This article was published in Australian Dictionary of Biography, Volume 15, (MUP), 2000

Sir Archie Reuben Louis Michaelis (1889-1975), businessman, politician and Jewish leader, was born on 19 December 1889 at St Kilda, Melbourne, eldest child of Australian-born parents Frederick David Michaelis, merchant, and his wife Esther Zillah, née Phillips. Moritz Michaelis was his grandfather. His aunt Alice Michaelis was a founder (1912) and president (1944-46) of the Lyceum Club, Melbourne. The close-knit family gathered at Linden, the Michaelis mansion in Acland Street, St Kilda, on Friday nights to observe traditional ceremonies and rituals in preparation for the Sabbath. Archie attended Wesley College, Prahran, and Cumloden School, East St Kilda; in 1903 his parents took him to England and enrolled him at Harrow School.

Returning to Melbourne in 1908, he entered the family tannery business, Michaelis, Hallenstein & Co. Pty Ltd. In 1912 he was sent to England to gain experience in the firm's London office. He served (from 1914) in the Honourable Artillery Company and went with his battery to the Middle East. After being commissioned (1916) in the Royal Field Artillery Special Reserve, he was posted to Ireland and Greece. He trained for the Royal Flying Corps in Egypt in 1917, but contracted malaria and influenza and was repatriated in 1919. Archie's brother and three first-cousins had died or been killed in World War I, and the family required his active involvement in the business. On 14 January 1920 at Tusculum, Potts Point, Sydney, he married his cousin Claire Esther Hart (d.1973).

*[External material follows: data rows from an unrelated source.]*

//! # Contact form state
//!
//! The form holds four text fields. Submitting validates them into a
//! [`ContactMessage`], which the UI logs. Nothing is sent anywhere.

use std::fmt;

use thiserror::Error;

#[derive(Clone, Copy, Debug, PartialEq, Eq)]
pub enum ContactField {
    Name,
    Email,
    Website,
    Message,
}

impl ContactField {
    pub const ALL: [ContactField; 4] = [
        ContactField::Name,
        ContactField::Email,
        ContactField::Website,
        ContactField::Message,
    ];

    /// The `name` attribute of the input.
    pub fn key(&self) -> &'static str {
        match self {
            ContactField::Name => "name",
            ContactField::Email => "email",
            ContactField::Website => "website",
            ContactField::Message => "message",
        }
    }

    pub fn placeholder(&self) -> &'static str {
        match self {
            ContactField::Name => "Your name",
            ContactField::Email => "Email",
            ContactField::Website => "Your website (Optional)",
            ContactField::Message => "How can I help?",
        }
    }

    pub fn required(&self) -> bool {
        !matches!(self, ContactField::Website)
    }
}

impl fmt::Display for ContactField {
    fn fmt(&self, f: &mut fmt::Formatter<'_>) -> fmt::Result {
        f.write_str(self.key())
    }
}

#[derive(Debug, Error, Clone, PartialEq, Eq)]
pub enum ContactError {
    #[error("please fill in your {0}")]
    Missing(ContactField),
}

/// Raw field values as typed.
#[derive(Clone, Debug, Default, PartialEq, Eq)]
pub struct ContactForm {
    pub name: String,
    pub email: String,
    pub website: String,
    pub message: String,
}

/// A submission that passed the required-field check.
#[derive(Clone, Debug, PartialEq, Eq)]
pub struct ContactMessage {
    pub name: String,
    pub email: String,
    pub website: Option<String>,
    pub message: String,
}

impl ContactForm {
    pub fn get(&self, field: ContactField) -> &str {
        match field {
            ContactField::Name => &self.name,
            ContactField::Email => &self.email,
            ContactField::Website => &self.website,
            ContactField::Message => &self.message,
        }
    }

    pub fn set(&mut self, field: ContactField, value: impl Into<String>) {
        let slot = match field {
            ContactField::Name => &mut self.name,
            ContactField::Email => &mut self.email,
            ContactField::Website => &mut self.website,
            ContactField::Message => &mut self.message,
        };
        *slot = value.into();
    }

    /// Mirrors the browser's `required` check: a required field only has to be
    /// non-empty. Values are passed through as typed.
    pub fn validate(&self) -> Result<ContactMessage, ContactError> {
        if let Some(field) = ContactField::ALL
            .into_iter()
            .find(|field| field.required() && self.get(*field).is_empty())
        {
            return Err(ContactError::Missing(field));
        }

        Ok(ContactMessage {
            name: self.name.clone(),
            email: self.email.clone(),
            website: (!self.website.is_empty()).then(|| self.website.clone()),
            message: self.message.clone(),
        })
    }
}

#[cfg(test)]
mod tests {
    use super::*;

    fn filled() -> ContactForm {
        ContactForm {
            name: "Ada".to_string(),
            email: "ada@example.com".to_string(),
            website: String::new(),
            message: "Let's build something".to_string(),
        }
    }

    #[test]
    fn test_set_updates_single_field() {
        let mut form = ContactForm::default();
        form.set(ContactField::Email, "a@b.co");
        assert_eq!(form.email, "a@b.co");
        assert!(form.name.is_empty());
        assert!(form.website.is_empty());
        assert!(form.message.is_empty());
        assert_eq!(form.get(ContactField::Email), "a@b.co");
    }

    #[test]
    fn test_validate_drops_empty_website() {
        let message = filled().validate().unwrap();
        assert_eq!(message.name, "Ada");
        assert_eq!(message.website, None);
        assert_eq!(message.message, "Let's build something");
    }

    #[test]
    fn test_validate_keeps_website() {
        let mut form = filled();
        form.set(ContactField::Website, "https://ada.dev");
        assert_eq!(
            form.validate().unwrap().website.as_deref(),
            Some("https://ada.dev")
        );
    }

    #[test]
    fn test_missing_required_fields() {
        for field in [ContactField::Name, ContactField::Email, ContactField::Message] {
            let mut form = filled();
            form.set(field, "");
            assert_eq!(form.validate(), Err(ContactError::Missing(field)), "{field}");
        }
        assert_eq!(
            ContactError::Missing(ContactField::Message).to_string(),
            "please fill in your message"
        );
    }

    #[test]
    fn test_browser_accepted_input_passes_as_typed() {
        let form = ContactForm {
            name: "   ".to_string(),
            email: "ada@localhost".to_string(),
            website: String::new(),
            message: "hi".to_string(),
        };
        let message = form.validate().unwrap();
        assert_eq!(message.name, "   ");
        assert_eq!(message.email, "ada@localhost");
        assert_eq!(message.message, "hi");
    }

    #[test]
    fn test_website_is_optional() {
        assert!(!ContactField::Website.required());
        assert!(ContactField::ALL
            .iter()
            .filter(|f| **f != ContactField::Website)
            .all(ContactField::required));
        let mut form = filled();
        form.set(ContactField::Website, "");
        assert!(form.validate().is_ok());
    }
}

In the late 1920s Michaelis began to take an interest in politics. He became associated with the Australian Legion and later the Young Nationalist Organisation, and valued his lifelong friendship with (Sir) Robert Menzies. In 1932 he was elected to the Victorian Legislative Assembly for the United Australia Party, wresting what had been the safe seat of St Kilda from the Australian Labor Party. During the 1935 election campaign anti-Semitic pamphlets were distributed in St Kilda. In parliament, Michaelis was the foremost advocate of legislation (1939) that made third-party motorcar insurance compulsory; towards the end of World War II he worked to prevent the transfer of vital powers from the States to the Commonwealth. In 1945, with (Sir) Thomas Maltby and three other dissident Liberals, he helped Labor to defeat the Dunstan-Hollway government. From 2 October to 21 November he was minister without portfolio in Ian Macfarlan's 'stop-gap' government. He rejoined the Liberal Party in December 1946. Elected Speaker in 1950, Michaelis served in that role until his retirement in 1952. He was knighted that year.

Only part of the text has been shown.